Single by Buffy Sainte-Marie

from the album Moonshot
- B-side: "Moonshot"
- Released: 1972
- Recorded: 1971
- Genre: Folk
- Length: 3:19
- Label: Vanguard
- Songwriter(s): Mickey Newbury Townes Van Zandt
- Producer(s): Norbert Putnam Buffy Sainte-Marie

Buffy Sainte-Marie singles chronology
| "I'm Gonna Be a Country Girl Again" (1971) | "Mister Can't You See" (1972) | "He's an Indian Cowboy in the Rodeo" (1972) |

= Mister Can't You See =

"Mister Can't You See" is a song written by Mickey Newbury and Townes Van Zandt that first appeared on Newbury's 1968 debut album Harlequin Melodies. Newbury's original version was slow and dominated by strings and a very simple drumbeat, with his voice telling a tale of nature's power and beauty. The actual title of the song comes from the line "can't you see the river flowing".
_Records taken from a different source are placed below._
impl TrashService {
    pub fn new(db: Arc<SqlitePool>, transfer: TransferEngine, quota: QuotaTracker) -> Self {
        Self {
            db,
            transfer,
            quota,
        }
    }

    /// Move one item into the trash and record it.
    pub async fn trash(&self, space: &Space, relative: &str, deleted_by: &str) -> EngineResult<TrashItem> {
        let original_path = sandbox::normalize_relative(relative);
        if original_path == "/" {
            return Err(EngineError::denied("the space root cannot be deleted"));
        }
        let real = sandbox::resolve(space, relative)?;

        let id = Uuid::new_v4();
        let bin = sandbox::trash_dir(space);
        let storage = bin.join(id.to_string());
        let (from, to) = (real.clone(), storage.clone());
        let (is_dir, size) = blocking(move || -> EngineResult<(bool, u64)> {
            let meta = from
                .symlink_metadata()
                .map_err(|_| EngineError::NotFound(from.display().to_string()))?;
            let size = fsops::path_size(&from)?;
            std::fs::create_dir_all(&bin)?;
            fsops::move_path(&from, &to)?;
            Ok((meta.is_dir(), size))
        })
        .await
        .map_err(|err| match err {
            EngineError::NotFound(_) => EngineError::NotFound(original_path.clone()),
            other => other,
        })?;

        let item_name = real
            .file_name()
            .map(|n| n.to_string_lossy().into_owned())
            .unwrap_or_default();
        let inserted = sqlx::query_as::<_, TrashItem>(&format!(
            "INSERT INTO trash_items ({TRASH_COLUMNS}) VALUES (?, ?, ?, ?, ?, ?, ?, ?, ?, ?) \
             RETURNING {TRASH_COLUMNS}"
        ))
        .bind(id)
        .bind(space.id)
        .bind(&original_path)
        .bind(storage.to_string_lossy().into_owned())
        .bind(&item_name)
        .bind(is_dir)
        .bind(size as i64)
        .bind(deleted_by)
        .bind(Utc::now())
        .bind(TrashState::Trashed)
        .fetch_one(&*self.db)
        .await;

        match inserted {
            Ok(item) => {
                info!(space_id = space.id, path = %original_path, %id, "moved to trash");
                Ok(item)
            }
            Err(err) => {
                // Put the content back so nothing is left unreachable.
                let (from, to) = (storage, real);
                if let Err(undo) = blocking(move || Ok(fsops::move_path(&from, &to)?)).await {
                    error!(path = %original_path, "failed to roll back trash move: {}", undo);
                }
                Err(err.into())
            }
        }
    }

    pub async fn trash_many(&self, space: &Space, paths: &[String], deleted_by: &str) -> TransferOutcome {
        let mut outcome = TransferOutcome::default();
        for path in paths {
            let shown = sandbox::normalize_relative(path);
            let result = self
                .trash(space, path, deleted_by)
                .await
                .map(|item| ItemResult::Done(item.original_path));
            transfer::record(&mut outcome, shown, result);
        }
        outcome
    }

    /// Trash records of a space, newest first.
    pub async fn list(&self, space_id: i64) -> EngineResult<Vec<TrashItem>> {
        let items = sqlx::query_as::<_, TrashItem>(&format!(
            "SELECT {TRASH_COLUMNS} FROM trash_items WHERE space_id = ? ORDER BY deleted_at DESC"
        ))
        .bind(space_id)
        .fetch_all(&*self.db)
        .await?;
        Ok(items)
    }

    async fn fetch(&self, space_id: i64, id: Uuid) -> EngineResult<TrashItem> {
        sqlx::query_as::<_, TrashItem>(&format!(
            "SELECT {TRASH_COLUMNS} FROM trash_items WHERE space_id = ? AND id = ?"
        ))
        .bind(space_id)
        .bind(id)
        .fetch_optional(&*self.db)
        .await?
        .ok_or_else(|| EngineError::NotFound(format!("trash item {}", id)))
    }

    /// Atomically move a record from its stored state to `next`. `None` means
    /// another request changed the record first.
    async fn transition(&self, item: &TrashItem, next: TrashState) -> EngineResult<Option<TrashItem>> {
        if !item.state().can_transition_to(next) {
            return Err(EngineError::conflict(
                ConflictCode::InvalidInput,
                format!(
                    "trash item cannot go from {} to {}",
                    item.state().as_str(),
                    next.as_str()
                ),
            ));
        }
        let updated = sqlx::query_as::<_, TrashItem>(&format!(
            "UPDATE trash_items SET state = ? WHERE id = ? AND state = ? RETURNING {TRASH_COLUMNS}"
        ))
        .bind(next)
        .bind(item.id)
        .bind(item.state())
        .fetch_optional(&*self.db)
        .await?;
        Ok(updated)
    }

    /// Take a trashed record for a restore or purge. Fails when the record is
    /// already claimed, so two requests never act on the same content.
    async fn claim(&self, item: &TrashItem, next: TrashState) -> EngineResult<TrashItem> {
        let claimed = match item.state() {
            TrashState::Trashed => self.transition(item, next).await?,
            _ => None,
        };
        claimed.ok_or_else(|| {
            warn!(id = %item.id, state = item.state().as_str(), "trash item already claimed");
            EngineError::NotFound(format!("trash item {}", item.id))
        })
    }

    /// Hand a claimed record back to the trash after a failed restore or purge.
    async fn release(&self, item: &TrashItem) {
        if let Err(err) = self.transition(item, TrashState::Trashed).await {
            error!(id = %item.id, "failed to release trash item: {}", err);
        }
    }

    /// Drop a claimed record once its content reached `done`.
    async fn settle(&self, item: &TrashItem, done: TrashState) -> EngineResult<()> {
        if !item.state().can_transition_to(done) {
            return Err(EngineError::conflict(
                ConflictCode::InvalidInput,
                format!("trash item cannot be {}", done.as_str()),
            ));
        }
        sqlx::query("DELETE FROM trash_items WHERE id = ? AND state = ?")
            .bind(item.id)
            .bind(item.state())
            .execute(&*self.db)
            .await?;
        Ok(())
    }

    /// Return records left mid-restore or mid-purge by an interrupted process
    /// to the trash. Run once at startup.
    pub async fn release_stale_claims(&self) -> EngineResult<u64> {
        let released = sqlx::query("UPDATE trash_items SET state = ? WHERE state IN (?, ?)")
            .bind(TrashState::Trashed)
            .bind(TrashState::Restoring)
            .bind(TrashState::Purging)
            .execute(&*self.db)
            .await?
            .rows_affected();
        if released > 0 {
            warn!(released, "released interrupted trash operations");
        }
        Ok(released)
    }

    /// Move items back to their original paths, resolving collisions with `policy`.
    pub async fn restore(&self, space: &Space, ids: &[Uuid], policy: ConflictPolicy) -> TransferOutcome {
        let mut outcome = TransferOutcome::default();
        for id in ids {
            let (shown, result) = match self.fetch(space.id, *id).await {
                Ok(item) => {
                    let shown = item.original_path.clone();
                    (shown, self.restore_one(space, item, policy).await)
                }
                Err(err) => (id.to_string(), Err(err)),
            };
            transfer::record(&mut outcome, shown, result);
        }
        outcome
    }

    async fn restore_one(
        &self,
        space: &Space,
        item: TrashItem,
        policy: ConflictPolicy,
    ) -> EngineResult<ItemResult> {
        let claimed = self.claim(&item, TrashState::Restoring).await?;
        let result = self.restore_claimed(space, &claimed, policy).await;
        match &result {
            Ok(ItemResult::Done(placed)) => {
                self.settle(&claimed, TrashState::Restored).await?;
                info!(space_id = space.id, id = %claimed.id, path = %placed, "restored from trash");
            }
            _ => self.release(&claimed).await,
        }
        result
    }

    async fn restore_claimed(
        &self,
        space: &Space,
        item: &TrashItem,
        policy: ConflictPolicy,
    ) -> EngineResult<ItemResult> {
        let storage = self.stored_content(space, item)?;
        let target_rel = item
            .restore_target()
            .ok_or_else(|| EngineError::InvalidInput("trash record has no original path".into()))?;
        let target = sandbox::resolve(space, target_rel)?;

        let (artifact, dest, original) = (storage.clone(), target.clone(), item.original_path.clone());
        let created = blocking(move || {
            if !fsops::exists(&artifact) {
                return Err(EngineError::NotFound(original));
            }
            Ok(fsops::create_parents(&dest)?)
        })
        .await?;

        let result = self
            .transfer
            .transfer(
                TransferKind::Move,
                &Located::new(space.clone(), storage),
                &Located::new(space.clone(), target.clone()),
                policy,
            )
            .await;
        if let (Some(top), false) = (created, matches!(result, Ok(ItemResult::Done(_)))) {
            let pruned = blocking(move || {
                fsops::prune_empty_parents(&target, &top);
                Ok(())
            })
            .await;
            if let Err(err) = pruned {
                warn!(id = %item.id, "failed to remove restore folders: {}", err);
            }
        }
        result
    }

    /// Permanently delete trashed items.
    pub async fn purge(&self, space: &Space, ids: &[Uuid]) -> TransferOutcome {
        let mut outcome = TransferOutcome::default();
        for id in ids {
            let (shown, result) = match self.fetch(space.id, *id).await {
                Ok(item) => {
                    let shown = item.original_path.clone();
                    (shown, self.purge_one(space, item).await)
                }
                Err(err) => (id.to_string(), Err(err)),
            };
            transfer::record(&mut outcome, shown, result);
        }
        if !outcome.succeeded.is_empty() {
            self.quota.invalidate(space.id);
        }
        outcome
    }

    async fn purge_one(&self, space: &Space, item: TrashItem) -> EngineResult<ItemResult> {
        let storage = self.stored_content(space, &item)?;
        let claimed = self.claim(&item, TrashState::Purging).await?;
        let removed = blocking(move || {
            match fsops::remove_path(&storage) {
                Ok(()) => {}
                Err(err) if err.kind() == std::io::ErrorKind::NotFound => {
                    warn!("trash content {} already gone", storage.display());
                }
                Err(err) => return Err(err.into()),
            }
            Ok(())
        })
        .await;
        if let Err(err) = removed {
            self.release(&claimed).await;
            return Err(err);
        }
        self.settle(&claimed, TrashState::Purged).await?;
        info!(space_id = space.id, id = %claimed.id, path = %claimed.original_path, "purged from trash");
        Ok(ItemResult::Done(claimed.original_path))
    }

    /// Drop every record and artifact in the trash of a space. Returns the
    /// number of records removed.
    pub async fn empty(&self, space: &Space) -> EngineResult<u64> {
        let bin = sandbox::trash_dir(space);
        blocking(move || {
            if fsops::exists(&bin) {
                fsops::remove_path(&bin)?;
            }
            Ok(())
        })
        .await?;

        let removed = sqlx::query("DELETE FROM trash_items WHERE space_id = ?")
            .bind(space.id)
            .execute(&*self.db)
            .await?
            .rows_affected();
        self.quota.invalidate(space.id);
        info!(space_id = space.id, removed, "emptied trash");
        Ok(removed)
    }

    /// The stored artifact of a record, refusing paths outside the trash directory.
    fn stored_content(&self, space: &Space, item: &TrashItem) -> EngineResult<PathBuf> {
        let storage = PathBuf::from(&item.storage_path);
        if !sandbox::is_within(&sandbox::trash_dir(space), &storage) {
            error!(id = %item.id, "trash record points outside the trash directory");
            return Err(EngineError::denied("trash record is not in this space"));
        }
        Ok(storage)
    }
}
==Buffy Sainte-Marie Cover==
- "Mister Can't You See" is best known, however, as recorded by Buffy Sainte-Marie on her 1972 album Moonshot, where it was the final track and second single. Sainte-Marie's version is much shorter than Newbury's original and is more straight-ahead rock with the Memphis Horns especially prominent. Owing to a major promotional campaign by Vanguard Records, eager to make up for losses incurred with past Sainte-Marie albums, the label promoted the single vigorously and as a result it became Sainte-Marie's only single or album to reach the Top 75 on Billboard. It peaked at #38 on the Pop Singles chart and #29 on the Adult Contemporary chart.